Collected data entries
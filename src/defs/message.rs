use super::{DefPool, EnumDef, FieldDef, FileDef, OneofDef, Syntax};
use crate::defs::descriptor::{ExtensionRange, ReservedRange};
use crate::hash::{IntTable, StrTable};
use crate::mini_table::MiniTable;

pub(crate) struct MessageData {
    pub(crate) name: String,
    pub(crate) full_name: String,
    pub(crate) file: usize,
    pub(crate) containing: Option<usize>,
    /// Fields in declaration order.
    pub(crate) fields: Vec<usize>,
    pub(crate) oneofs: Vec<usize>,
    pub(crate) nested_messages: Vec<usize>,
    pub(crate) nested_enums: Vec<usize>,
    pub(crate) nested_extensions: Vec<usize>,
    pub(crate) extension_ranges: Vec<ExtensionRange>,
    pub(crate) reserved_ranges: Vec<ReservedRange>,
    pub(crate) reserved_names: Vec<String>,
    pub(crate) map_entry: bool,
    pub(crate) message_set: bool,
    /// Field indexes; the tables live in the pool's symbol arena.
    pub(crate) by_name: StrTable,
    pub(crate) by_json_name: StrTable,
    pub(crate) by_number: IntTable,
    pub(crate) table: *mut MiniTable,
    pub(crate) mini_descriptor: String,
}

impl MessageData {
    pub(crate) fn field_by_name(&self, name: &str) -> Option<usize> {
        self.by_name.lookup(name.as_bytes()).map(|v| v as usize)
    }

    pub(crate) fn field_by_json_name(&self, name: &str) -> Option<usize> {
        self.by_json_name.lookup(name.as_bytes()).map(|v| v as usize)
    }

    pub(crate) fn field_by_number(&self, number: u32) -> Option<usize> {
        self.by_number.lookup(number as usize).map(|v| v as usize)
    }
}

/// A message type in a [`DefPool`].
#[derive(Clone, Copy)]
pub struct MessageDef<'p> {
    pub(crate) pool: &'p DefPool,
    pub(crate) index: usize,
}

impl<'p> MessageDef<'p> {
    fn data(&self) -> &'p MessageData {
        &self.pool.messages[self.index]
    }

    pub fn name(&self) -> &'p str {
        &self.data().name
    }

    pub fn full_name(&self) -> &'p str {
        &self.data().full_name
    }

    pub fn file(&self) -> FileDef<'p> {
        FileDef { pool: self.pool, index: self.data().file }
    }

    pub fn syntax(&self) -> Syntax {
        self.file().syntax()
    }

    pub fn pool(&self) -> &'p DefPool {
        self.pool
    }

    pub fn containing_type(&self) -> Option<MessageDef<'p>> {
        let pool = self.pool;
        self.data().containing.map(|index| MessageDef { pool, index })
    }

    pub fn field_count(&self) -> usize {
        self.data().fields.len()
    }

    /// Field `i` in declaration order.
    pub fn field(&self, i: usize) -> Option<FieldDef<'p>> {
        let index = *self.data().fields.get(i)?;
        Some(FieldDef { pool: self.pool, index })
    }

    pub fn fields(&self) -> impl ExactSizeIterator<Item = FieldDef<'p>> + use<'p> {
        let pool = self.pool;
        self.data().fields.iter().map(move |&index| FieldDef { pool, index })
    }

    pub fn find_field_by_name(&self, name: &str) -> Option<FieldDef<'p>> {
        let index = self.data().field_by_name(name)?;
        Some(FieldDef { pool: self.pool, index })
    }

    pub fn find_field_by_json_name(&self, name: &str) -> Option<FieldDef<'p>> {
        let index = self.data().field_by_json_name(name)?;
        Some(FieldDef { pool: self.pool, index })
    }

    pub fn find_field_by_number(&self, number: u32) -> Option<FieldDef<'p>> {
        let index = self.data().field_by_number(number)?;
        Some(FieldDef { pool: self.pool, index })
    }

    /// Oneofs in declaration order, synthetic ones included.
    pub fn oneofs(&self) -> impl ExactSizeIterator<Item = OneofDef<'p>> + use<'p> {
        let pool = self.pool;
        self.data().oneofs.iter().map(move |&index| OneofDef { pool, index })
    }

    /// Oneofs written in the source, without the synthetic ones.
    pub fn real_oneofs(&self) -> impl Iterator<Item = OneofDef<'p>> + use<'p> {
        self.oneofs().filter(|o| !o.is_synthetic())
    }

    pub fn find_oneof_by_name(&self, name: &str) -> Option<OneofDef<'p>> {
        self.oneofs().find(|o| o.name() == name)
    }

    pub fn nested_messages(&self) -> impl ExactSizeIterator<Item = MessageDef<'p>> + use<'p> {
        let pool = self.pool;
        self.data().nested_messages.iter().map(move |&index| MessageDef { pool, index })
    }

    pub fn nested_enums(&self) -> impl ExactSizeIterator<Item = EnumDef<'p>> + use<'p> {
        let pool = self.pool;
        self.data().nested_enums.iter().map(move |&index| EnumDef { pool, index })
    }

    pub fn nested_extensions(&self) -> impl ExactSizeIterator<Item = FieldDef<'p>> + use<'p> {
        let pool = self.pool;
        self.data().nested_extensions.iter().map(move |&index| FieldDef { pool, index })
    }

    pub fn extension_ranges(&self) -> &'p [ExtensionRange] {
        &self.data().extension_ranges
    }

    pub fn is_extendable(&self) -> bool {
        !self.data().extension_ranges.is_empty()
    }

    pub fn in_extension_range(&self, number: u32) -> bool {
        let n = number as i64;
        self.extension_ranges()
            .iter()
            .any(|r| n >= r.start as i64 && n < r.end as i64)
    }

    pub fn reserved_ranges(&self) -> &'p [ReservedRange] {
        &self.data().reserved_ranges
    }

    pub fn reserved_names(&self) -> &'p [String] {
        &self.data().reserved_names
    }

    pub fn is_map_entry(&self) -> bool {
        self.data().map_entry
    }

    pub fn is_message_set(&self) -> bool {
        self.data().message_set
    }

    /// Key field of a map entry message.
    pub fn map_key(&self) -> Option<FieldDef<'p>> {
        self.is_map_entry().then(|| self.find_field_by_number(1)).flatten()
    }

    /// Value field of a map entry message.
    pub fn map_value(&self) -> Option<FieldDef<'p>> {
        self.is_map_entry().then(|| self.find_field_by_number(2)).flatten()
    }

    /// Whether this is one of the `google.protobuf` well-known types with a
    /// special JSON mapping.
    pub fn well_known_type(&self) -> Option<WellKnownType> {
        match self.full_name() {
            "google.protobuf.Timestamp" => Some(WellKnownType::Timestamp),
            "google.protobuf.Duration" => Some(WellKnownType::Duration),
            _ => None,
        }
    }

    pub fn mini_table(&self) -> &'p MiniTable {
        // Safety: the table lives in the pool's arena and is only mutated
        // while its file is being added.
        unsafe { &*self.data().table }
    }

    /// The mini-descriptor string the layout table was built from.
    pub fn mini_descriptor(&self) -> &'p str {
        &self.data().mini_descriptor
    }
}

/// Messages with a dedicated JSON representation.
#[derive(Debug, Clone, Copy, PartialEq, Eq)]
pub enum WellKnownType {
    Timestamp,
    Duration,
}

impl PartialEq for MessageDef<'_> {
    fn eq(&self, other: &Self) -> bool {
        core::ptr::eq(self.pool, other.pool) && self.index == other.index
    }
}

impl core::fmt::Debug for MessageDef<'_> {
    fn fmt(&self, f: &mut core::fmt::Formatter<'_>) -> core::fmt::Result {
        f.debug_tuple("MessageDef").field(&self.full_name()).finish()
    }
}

ASSIGNMENT
Identify every line above that includes the word "StrTable", and show those lines.

SOLUTION TO THE PROBLEM
use crate::hash::{IntTable, StrTable};
    pub(crate) by_name: StrTable,
    pub(crate) by_json_name: StrTable,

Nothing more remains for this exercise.